Molteplici sono state le avanzate critiche, sulla cui fondatezza teologica e pastorale è lecito nutrire forti dubbi, anche se dalle loro parole emergono un'acrimonia e una ostilità conseguenti soprattutto al ridimensionamento personale subito per volontà di Papa Francesco. Coltivare ambizioni, puntare alla carriera, ai riconoscimenti personali, agli incarichi e al potere, aspirare alla realizzazione è umanamente lecito e comprensibile, ma assai poco confacente allo spirito evangelico per quanti sono chiamati a servire Cristo con radicalità e pienezza di vita come pastori del popolo di Dio e non dovrebbe aspirare ad altro.
Ad ogni buon conto tra le domande su cui i due autorevoli monsignori si sono cimentati con dichiarazioni discutibili e inopportune c'è quella della revoca pontificia delle concessioni fatte al tradizionalismo cattolico in ambito liturgico fatte da Benedetto XVI. Giustamente Papa Francesco, con il “ motu proprio ” “ Traditionis custodes ” ha limitato drasticamente l'uso del rito antico della messa e ribadito la necessità di adeguarsi alla riforma liturgica conciliare. Il nuovo rito promulgato dal Concilio Vaticano II prevede l'uso anche del latino, ove sacerdote e fedeli lo possono capire, accanto alle versioni in tutte le lingue del mondo. È una scelta dettata dall'esigenza di tradurre e inculturare il cristianesimo, una vera e propria forma di incarnazione del Vangelo. La “Parola si fece carne ” (Gv 1,14): il mistero accolto in pienezza nell'Eucaristia, memoriale della morte e risurrezione di Cristo, è trasformato nuovamente in parola, una parola umana proclamata in tutte le lingue degli uomini, riuniti intorno all' unica mensa.
Quanti mostrano l'incomprensibile nostalgia per i canti latini e gli arcani misteri sussurrati dall'officiante durante le celebrazioni, alle quali i fedeli non sono chiamati minimamente a partecipare, restando totalmente estranei e in paziente attesa solo del momento della comunione, hanno una concezione clericale della Chiesa, nella quale lo Spirito Santo non ha nulla da dire all'uomo di oggi.
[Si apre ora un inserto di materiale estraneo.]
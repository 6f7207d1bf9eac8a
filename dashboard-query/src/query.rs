use std::future::Future;
use std::marker::PhantomData;
use std::rc::Rc;
use std::sync::Arc;

use futures::future::LocalBoxFuture;
use futures::FutureExt;

use dashboard_http_error::ApiError;

use crate::client::AnyData;
use crate::{QueryClient, QueryKey, QueryState, QueryStatus};

type Fetcher<T> = Rc<dyn Fn() -> LocalBoxFuture<'static, Result<T, ApiError>>>;

/// Per query options.
#[derive(Clone, Copy, Debug, Default, PartialEq, Eq)]
pub struct QueryOptions {
    /// How often a failed fetch is repeated. Only transport errors and server errors (5xx) are
    /// retried, an answer rejecting the request never is.
    pub retry: u32,
}

impl QueryOptions {
    pub fn retry(retry: u32) -> Self {
        Self { retry }
    }
}

/// A subscription to one cache entry plus the means to (re)fetch it.
///
/// Dropping the last `Query` of a key removes the entry and cancels its fetch.
pub struct Query<T> {
    client: QueryClient,
    key: QueryKey,
    fetcher: Fetcher<T>,
    options: QueryOptions,
    _data: PhantomData<fn() -> T>,
}

impl<T> Query<T>
where
    T: Send + Sync + 'static,
{
    pub(crate) fn new<F, Fut>(
        client: QueryClient,
        key: QueryKey,
        fetcher: F,
        options: QueryOptions,
    ) -> Self
    where
        F: Fn() -> Fut + 'static,
        Fut: Future<Output = Result<T, ApiError>> + 'static,
    {
        Self {
            client,
            key,
            fetcher: Rc::new(move || fetcher().boxed_local()),
            options,
            _data: PhantomData,
        }
    }

    pub fn key(&self) -> &QueryKey {
        &self.key
    }

    pub fn state(&self) -> QueryState<T> {
        self.client.state(&self.key).unwrap_or_default()
    }

    /// The last fetched data, if any.
    pub fn data(&self) -> Option<Arc<T>> {
        self.state().data
    }

    /// Fetch now, superseding a fetch still in flight for the same key.
    ///
    /// Returns the entry state after the fetch. If this fetch got superseded or cancelled its
    /// response is dropped and the state reflects whatever happened instead.
    pub async fn fetch(&self) -> QueryState<T> {
        let (generation, token) = self.client.begin_fetch(&self.key);
        tracing::debug!("fetch query {}", self.key);
        let mut pending = PendingFetch {
            client: &self.client,
            key: &self.key,
            generation,
            done: false,
        };

        let mut attempt = 0;
        let result = loop {
            let outcome = tokio::select! {
                _ = token.cancelled() => None,
                result = (self.fetcher)() => Some(result),
            };

            match outcome {
                None => {
                    tracing::debug!("fetch of query {} cancelled", self.key);
                    pending.done = true;
                    return self.state();
                }
                Some(Err(err)) if err.is_retryable() && attempt < self.options.retry => {
                    attempt += 1;
                    tracing::debug!(
                        "fetch of query {} failed ({err}), retry {attempt}/{}",
                        self.key,
                        self.options.retry
                    );
                }
                Some(result) => break result,
            }
        };

        let result = result.map(|data| Arc::new(data) as AnyData);
        self.client.complete_fetch(&self.key, generation, result);
        pending.done = true;
        self.state()
    }

    /// Fetch if nothing was fetched yet or the entry got invalidated.
    ///
    /// This is what a screen calls on every render. An errored entry is not fetched again, use
    /// [`fetch`](Self::fetch) to retry explicitly.
    pub async fn ensure(&self) -> QueryState<T> {
        let state = self.state();
        match state.status {
            QueryStatus::Idle => self.fetch().await,
            QueryStatus::Loading => state,
            QueryStatus::Success | QueryStatus::Error if state.stale => self.fetch().await,
            QueryStatus::Success | QueryStatus::Error => state,
        }
    }

    /// Cancel the fetch in flight, if any.
    pub fn cancel(&self) {
        self.client.cancel(&self.key);
    }
}

/// Puts the entry back out of `Loading` if a fetch future is dropped before it completed.
struct PendingFetch<'a> {
    client: &'a QueryClient,
    key: &'a QueryKey,
    generation: u64,
    done: bool,
}

impl Drop for PendingFetch<'_> {
    fn drop(&mut self) {
        if !self.done {
            self.client.abort_if_current(self.key, self.generation);
        }
    }
}

impl<T> Drop for Query<T> {
    fn drop(&mut self) {
        self.client.unsubscribe(&self.key);
    }
}
use std::fmt;

/// Identifies one cache entry, an ordered list of segments.
///
/// Keys of one resource share the resource name as first segment, so a whole resource (or all
/// its list variants) can be invalidated through a prefix.
#[derive(Clone, Debug, PartialEq, Eq, Hash, PartialOrd, Ord)]
pub struct QueryKey(Vec<String>);

impl QueryKey {
    pub fn new<I, S>(segments: I) -> Self
    where
        I: IntoIterator<Item = S>,
        S: Into<String>,
    {
        Self(segments.into_iter().map(Into::into).collect())
    }

    /// `[resource]`, the prefix of all keys of a resource.
    pub fn resource(resource: &str) -> Self {
        Self::new([resource])
    }

    /// `[resource, "list"]`
    pub fn list(resource: &str) -> Self {
        Self::new([resource, "list"])
    }

    /// `[resource, "detail", id]`
    pub fn detail(resource: &str, id: &str) -> Self {
        Self::new([resource, "detail", id])
    }

    /// Append a segment, e.g. the query arguments of a filtered list.
    pub fn child(mut self, segment: impl Into<String>) -> Self {
        self.0.push(segment.into());
        self
    }

    pub fn segments(&self) -> &[String] {
        &self.0
    }

    /// Whether `other` starts with all segments of `self`. A key is a prefix of itself.
    pub fn is_prefix_of(&self, other: &QueryKey) -> bool {
        other.0.starts_with(&self.0)
    }
}

impl fmt::Display for QueryKey {
    fn fmt(&self, f: &mut fmt::Formatter) -> fmt::Result {
        f.write_str(&self.0.join("/"))
    }
}

#[cfg(test)]
mod tests {
    use super::*;

    #[test]
    fn prefixes() {
        let list = QueryKey::list("courses");
        let filtered = QueryKey::list("courses").child("search=rust");
        let detail = QueryKey::detail("courses", "c1");

        assert!(list.is_prefix_of(&list));
        assert!(list.is_prefix_of(&filtered));
        assert!(!list.is_prefix_of(&detail));
        assert!(!filtered.is_prefix_of(&list));
        assert!(QueryKey::resource("courses").is_prefix_of(&detail));
        assert!(!QueryKey::resource("course").is_prefix_of(&detail));

        assert_eq!(detail.to_string(), "courses/detail/c1");
    }
}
I tradizionalisti, che si atteggiano ad eroi della resistenza contro la presunta deriva secolarista della Chiesa, alla desacralizzazione e demisticizzazione della fede, al presunto depauperamento del patrimonio della tradizione sedimentato nei secoli, attraverso la pretesa restaurazione del passato liturgico (peraltro è un falso grossolano affermare che il rito di Pio V sia il rito da sempre nella Chiesa Cattolica) mirano a rinnegare il fondamento ecclesiologico promosso dal Concilio Vaticano II. La messa celebrata secondo il rito antico non è una questione meramente linguistica, ma rivela una concezione della Chiesa, in cui è netta la separazione tra clero e fedeli laici, ai quali ultimi non è distintivo riconosciuto alcun ruolo e alcuna funzione se non quella di semplici spettatori. La Chiesa coincide e si identifica con il clero e la gerarchia e tutti gli altri sono di fatto superflui. in cui è netta la separazione tra clero e fedeli laici, ai quali ultimi non è riconosciuto alcun ruolo e alcuna funzione se non quella di semplici spettatori. La Chiesa coincide e si identifica con il clero e la gerarchia e tutti gli altri sono di fatto superflui. in cui è netta la separazione tra clero e fedeli laici, ai quali ultimi non è riconosciuto alcun ruolo e alcuna funzione se non quella di semplici spettatori. La Chiesa coincide e si identifica con il clero e la gerarchia e tutti gli altri sono di fatto superflui.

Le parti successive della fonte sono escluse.